To: quartersawyer who wrote (3675)11/27/1999 11:22:00 AM
From: Dushi  Read Replies (1) | Respond to of 13582
 
I cannot retrieve this site. What is it?



To: quartersawyer who wrote (3675)11/27/1999 1:06:00 PM
From: slacker711  Read Replies (1) | Respond to of 13582
 

The plan to buy newly available spectrum was announced Tuesday. I've looked over the Lucent and One.Tel websites and get the impression that this is a GSM-based system. The overlay to 3G appears to be so efficient that the costs are insignificant compared to the advantages of functioning in the preexisting matrix. I would have guessed that Lucent would put the customer on a CDMA path from the beginning.

Could you explain this to me? Does One.Tel already have cellular operations in Europe? I thought that Europe would have entirely new spectrum for W-CDMA so it really wouldnt be an overlay....and I'm not sure how it would be efficient.

A couple of comments.....There have been two 3G contracts announced so far, and they have been HUGE. These numbers are a little hard to comprehend. NTT Docomo announced a $16B 3G implementation and now the One.Tel $20B announcement. This has a couple of implications for Qualcomm (that I see).....

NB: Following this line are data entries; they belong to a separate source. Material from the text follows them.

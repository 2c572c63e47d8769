//! parley-protocol – Netzwerkprotokoll-Definitionen
//!
//! Dieses Crate definiert alle Ereignisse, die zwischen Client und Server
//! ausgetauscht werden, sowie das Frame-Format fuer die TCP-Verbindung.

pub mod control;
pub mod wire;

pub use control::{ClientEvent, ClientMessage, ErrorCode, KeyFlag, ServerEvent, ServerMessage};
pub use wire::{ClientCodec, FrameCodec, ServerCodec};
//! Wire-Format fuer TCP-Verbindungen
//!
//! Frame-basiertes Protokoll: Length(u32 big-endian) + JSON-Payload.
//!
//! ## Frame-Format
//!
//! ```text
//! +--------+--------+--------+--------+----...----+
//! | Laenge (u32 BE) | 4 Bytes        | Payload    |
//! +--------+--------+--------+--------+----...----+
//! ```
//!
//! Die Laenge gibt die Anzahl der Payload-Bytes an (ohne die 4 Laengen-Bytes).
//! Maximale Frame-Groesse ist konfigurierbar (Standard: 1 MB).
//!
//! Der Codec ist generisch ueber die dekodierte Richtung: der Server
//! dekodiert [`ClientMessage`], der Client dekodiert [`ServerMessage`].
//! Kodiert werden kann jeder `Serialize`-Typ.

use bytes::{Buf, BufMut, BytesMut};
use serde::{de::DeserializeOwned, Serialize};
use std::io;
use std::marker::PhantomData;
use tokio::io::{AsyncRead, AsyncReadExt, AsyncWrite, AsyncWriteExt};
use tokio_util::codec::{Decoder, Encoder};

use crate::control::{ClientMessage, ServerMessage};

// ---------------------------------------------------------------------------
// Konstanten
// ---------------------------------------------------------------------------

/// Standard-maximale Frame-Groesse (1 MB)
pub const DEFAULT_MAX_FRAME_SIZE: usize = 1024 * 1024;

/// Groesse des Laengen-Felds in Bytes
pub const LENGTH_FIELD_SIZE: usize = 4;

// ---------------------------------------------------------------------------
// FrameCodec
// ---------------------------------------------------------------------------

/// tokio-util Codec fuer frame-basierte TCP-Verbindungen
///
/// `D` ist der Typ der eingehenden Frames.
///
/// # Beispiel
///
/// ```rust,no_run
/// use tokio_util::codec::Framed;
/// use parley_protocol::wire::ClientCodec;
///
/// // let stream = TcpStream::connect(...).await?;
/// // let framed = Framed::new(stream, ClientCodec::new());
/// ```
#[derive(Debug)]
pub struct FrameCodec<D> {
    /// Maximale erlaubte Frame-Groesse in Bytes
    max_frame_size: usize,
    _eingang: PhantomData<fn() -> D>,
}

/// Server-Seite: dekodiert Client-Frames
pub type ServerCodec = FrameCodec<ClientMessage>;

/// Client-Seite: dekodiert Server-Frames
pub type ClientCodec = FrameCodec<ServerMessage>;

impl<D> FrameCodec<D> {
    /// Erstellt einen neuen `FrameCodec` mit Standard-Limits
    pub fn new() -> Self {
        Self::with_max_size(DEFAULT_MAX_FRAME_SIZE)
    }

    /// Erstellt einen `FrameCodec` mit benutzerdefinierter maximaler Frame-Groesse
    pub fn with_max_size(max_frame_size: usize) -> Self {
        Self {
            max_frame_size,
            _eingang: PhantomData,
        }
    }

    /// Gibt die konfigurierte maximale Frame-Groesse zurueck
    pub fn max_frame_size(&self) -> usize {
        self.max_frame_size
    }
}

impl<D> Clone for FrameCodec<D> {
    fn clone(&self) -> Self {
        Self::with_max_size(self.max_frame_size)
    }
}

impl<D> Default for FrameCodec<D> {
    fn default() -> Self {
        Self::new()
    }
}

fn zu_gross(laenge: usize, maximum: usize) -> io::Error {
    io::Error::new(
        io::ErrorKind::InvalidData,
        format!("Frame zu gross: {laenge} Bytes (Maximum: {maximum} Bytes)"),
    )
}

fn serialisieren<E: Serialize>(item: &E, max_frame_size: usize) -> io::Result<Vec<u8>> {
    let json = serde_json::to_vec(item).map_err(|e| {
        io::Error::new(
            io::ErrorKind::InvalidData,
            format!("JSON-Serialisierung fehlgeschlagen: {e}"),
        )
    })?;

    if json.len() > max_frame_size {
        return Err(zu_gross(json.len(), max_frame_size));
    }
    Ok(json)
}

fn deserialisieren<D: DeserializeOwned>(payload: &[u8]) -> io::Result<D> {
    serde_json::from_slice(payload).map_err(|e| {
        io::Error::new(
            io::ErrorKind::InvalidData,
            format!("JSON-Deserialisierung fehlgeschlagen: {e}"),
        )
    })
}

// ---------------------------------------------------------------------------
// Decoder-Implementierung
// ---------------------------------------------------------------------------

impl<D: DeserializeOwned> Decoder for FrameCodec<D> {
    type Item = D;
    type Error = io::Error;

    fn decode(&mut self, src: &mut BytesMut) -> Result<Option<Self::Item>, Self::Error> {
        if src.len() < LENGTH_FIELD_SIZE {
            return Ok(None);
        }

        // Laenge lesen ohne den Buffer zu veraendern
        let length = u32::from_be_bytes([src[0], src[1], src[2], src[3]]) as usize;

        if length > self.max_frame_size {
            return Err(zu_gross(length, self.max_frame_size));
        }

        let total_size = LENGTH_FIELD_SIZE + length;
        if src.len() < total_size {
            src.reserve(total_size - src.len());
            return Ok(None);
        }

        src.advance(LENGTH_FIELD_SIZE);
        let payload = src.split_to(length);

        deserialisieren(&payload).map(Some)
    }
}

// ---------------------------------------------------------------------------
// Encoder-Implementierung
// ---------------------------------------------------------------------------

impl<D, E: Serialize> Encoder<E> for FrameCodec<D> {
    type Error = io::Error;

    fn encode(&mut self, item: E, dst: &mut BytesMut) -> Result<(), Self::Error> {
        let json = serialisieren(&item, self.max_frame_size)?;

        dst.reserve(LENGTH_FIELD_SIZE + json.len());
        dst.put_u32(json.len() as u32);
        dst.put_slice(&json);

        Ok(())
    }
}

// ---------------------------------------------------------------------------
// Hilfsfunktionen fuer direktes async Lesen/Schreiben
// ---------------------------------------------------------------------------

/// Liest einen einzelnen Frame aus einem `AsyncRead`
///
/// # Fehler
/// - `UnexpectedEof` wenn die Verbindung vor Abschluss des Frames getrennt wird
/// - `InvalidData` bei ungueltigem JSON oder zu grossem Frame
pub async fn read_frame<R, D>(reader: &mut R, max_frame_size: usize) -> io::Result<D>
where
    R: AsyncRead + Unpin,
    D: DeserializeOwned,
{
    let mut len_buf = [0u8; LENGTH_FIELD_SIZE];
    reader.read_exact(&mut len_buf).await?;
    let length = u32::from_be_bytes(len_buf) as usize;

    if length > max_frame_size {
        return Err(zu_gross(length, max_frame_size));
    }

    let mut payload = vec![0u8; length];
    reader.read_exact(&mut payload).await?;

    deserialisieren(&payload)
}

/// Schreibt einen einzelnen Frame in einen `AsyncWrite`
///
/// # Fehler
/// - `InvalidData` wenn die Nachricht nicht serialisiert werden kann oder zu gross ist
/// - IO-Fehler beim Schreiben
pub async fn write_frame<W, E>(writer: &mut W, message: &E, max_frame_size: usize) -> io::Result<()>
where
    W: AsyncWrite + Unpin,
    E: Serialize,
{
    let json = serialisieren(message, max_frame_size)?;

    writer.write_all(&(json.len() as u32).to_be_bytes()).await?;
    writer.write_all(&json).await?;

    Ok(())
}

// ---------------------------------------------------------------------------
// Tests
// ---------------------------------------------------------------------------

#[cfg(test)]
mod tests {
    use super::*;
    use crate::control::{ClientEvent, ServerEvent};
    use tokio_util::codec::{Decoder, Encoder};

    fn server_ping(request_id: u32) -> ServerMessage {
        ServerMessage::ping(request_id)
    }

    #[test]
    fn client_codec_dekodiert_server_frames() {
        let mut codec = ClientCodec::new();

        let mut buf = BytesMut::new();
        codec.encode(server_ping(42), &mut buf).unwrap();

        let payload_len = u32::from_be_bytes([buf[0], buf[1], buf[2], buf[3]]) as usize;
        assert!(payload_len > 0);
        assert_eq!(buf.len(), LENGTH_FIELD_SIZE + payload_len);

        let decoded = codec
            .decode(&mut buf)
            .unwrap()
            .expect("Muss eine Nachricht enthalten");
        assert_eq!(decoded.request_id, 42);
        assert!(matches!(decoded.event, ServerEvent::Ping(_)));
    }

    #[test]
    fn server_codec_dekodiert_client_frames() {
        let mut client = ClientCodec::new();
        let mut server = ServerCodec::new();

        let mut buf = BytesMut::new();
        client.encode(ClientMessage::pong(7, 123), &mut buf).unwrap();

        let decoded = server.decode(&mut buf).unwrap().expect("Nachricht erwartet");
        assert_eq!(decoded.request_id, 7);
        match decoded.event {
            ClientEvent::Pong(p) => assert_eq!(p.echo_timestamp_ms, 123),
            andere => panic!("Erwartet Pong, erhalten {andere:?}"),
        }
    }

    #[test]
    fn frame_codec_unvollstaendiger_frame() {
        let mut codec = ClientCodec::new();

        let mut buf = BytesMut::new();
        codec.encode(server_ping(1), &mut buf).unwrap();

        let half = buf.len() / 2;
        let mut partial = buf.split_to(half);

        assert!(codec.decode(&mut partial).unwrap().is_none());
    }

    #[test]
    fn frame_codec_zu_wenig_bytes_fuer_laengenfeld() {
        let mut codec = ServerCodec::new();
        let mut buf = BytesMut::from(&[0x00, 0x00][..]);
        assert!(codec.decode(&mut buf).unwrap().is_none());
    }

    #[test]
    fn frame_codec_ablehnung_zu_grosser_frame() {
        let mut codec = ServerCodec::with_max_size(100);

        let mut buf = BytesMut::new();
        buf.put_u32(200);
        buf.put_slice(&[b'x'; 200]);

        assert!(codec.decode(&mut buf).is_err());
    }

    #[test]
    fn frame_codec_ungueltiges_json_ist_fehler() {
        let mut codec = ServerCodec::new();

        let mut buf = BytesMut::new();
        let muell = br#"{"request_id":1,"event":{"type":"unbekannt"}}"#;
        buf.put_u32(muell.len() as u32);
        buf.put_slice(muell);

        let err = codec.decode(&mut buf).unwrap_err();
        assert_eq!(err.kind(), io::ErrorKind::InvalidData);
    }

    #[test]
    fn frame_codec_ablehnung_beim_encode_zu_grosse_nachricht() {
        let mut codec = ClientCodec::with_max_size(10);
        let mut buf = BytesMut::new();
        assert!(codec.encode(server_ping(1), &mut buf).is_err());
    }

    #[test]
    fn frame_codec_mehrere_nachrichten_im_buffer() {
        let mut codec = ClientCodec::new();
        let mut buf = BytesMut::new();

        for i in 0..3u32 {
            codec.encode(server_ping(i), &mut buf).unwrap();
        }

        for i in 0..3u32 {
            let msg = codec.decode(&mut buf).unwrap().expect("Nachricht erwartet");
            assert_eq!(msg.request_id, i);
        }

        assert!(buf.is_empty());
    }

    #[test]
    fn frame_codec_default_max_size() {
        let codec = ServerCodec::default();
        assert_eq!(codec.max_frame_size(), DEFAULT_MAX_FRAME_SIZE);
    }

    #[tokio::test]
    async fn async_read_write_frame() {
        let original = ServerMessage::error(99, crate::control::ErrorCode::NotFound, "weg");

        let mut buffer: Vec<u8> = Vec::new();
        write_frame(&mut buffer, &original, DEFAULT_MAX_FRAME_SIZE)
            .await
            .unwrap();
        assert!(buffer.len() > LENGTH_FIELD_SIZE);

        let mut cursor = io::Cursor::new(buffer);
        let decoded: ServerMessage = read_frame(&mut cursor, DEFAULT_MAX_FRAME_SIZE)
            .await
            .unwrap();

        assert_eq!(decoded.request_id, 99);
        assert!(matches!(decoded.event, ServerEvent::Error(_)));
    }

    #[tokio::test]
    async fn async_read_frame_ablehnung_zu_grosser_frame() {
        let mut buffer: Vec<u8> = Vec::new();
        buffer.extend_from_slice(&(2u32 * 1024 * 1024).to_be_bytes());

        let mut cursor = io::Cursor::new(buffer);
        let result: io::Result<ClientMessage> =
            read_frame(&mut cursor, DEFAULT_MAX_FRAME_SIZE).await;
        assert!(result.is_err());
    }

    #[tokio::test]
    async fn async_write_frame_ablehnung_zu_grosse_nachricht() {
        let mut buffer: Vec<u8> = Vec::new();
        let result = write_frame(&mut buffer, &server_ping(1), 5).await;
        assert!(result.is_err());
    }
}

1) Does anybody know what the royalties from infrastructure are? Even if they are 1% they could still add up to some significant dollars. If 3G just comes to Europe/Japan/US/Korea this still seems like they will easily get to $100B in contracts.

2) CDMA (IS-95) needs to get installed into China/India immediately. There is no way that either of these two countries could afford the amounts of money to transition to 3G anytime sooner than 10 years. If it costed $16B for an island the size of Japan how much would it cost to cover China? The costs will probably drop pretty dramatically in the next couple of years but it still seems like the systems could be outrageously expensive.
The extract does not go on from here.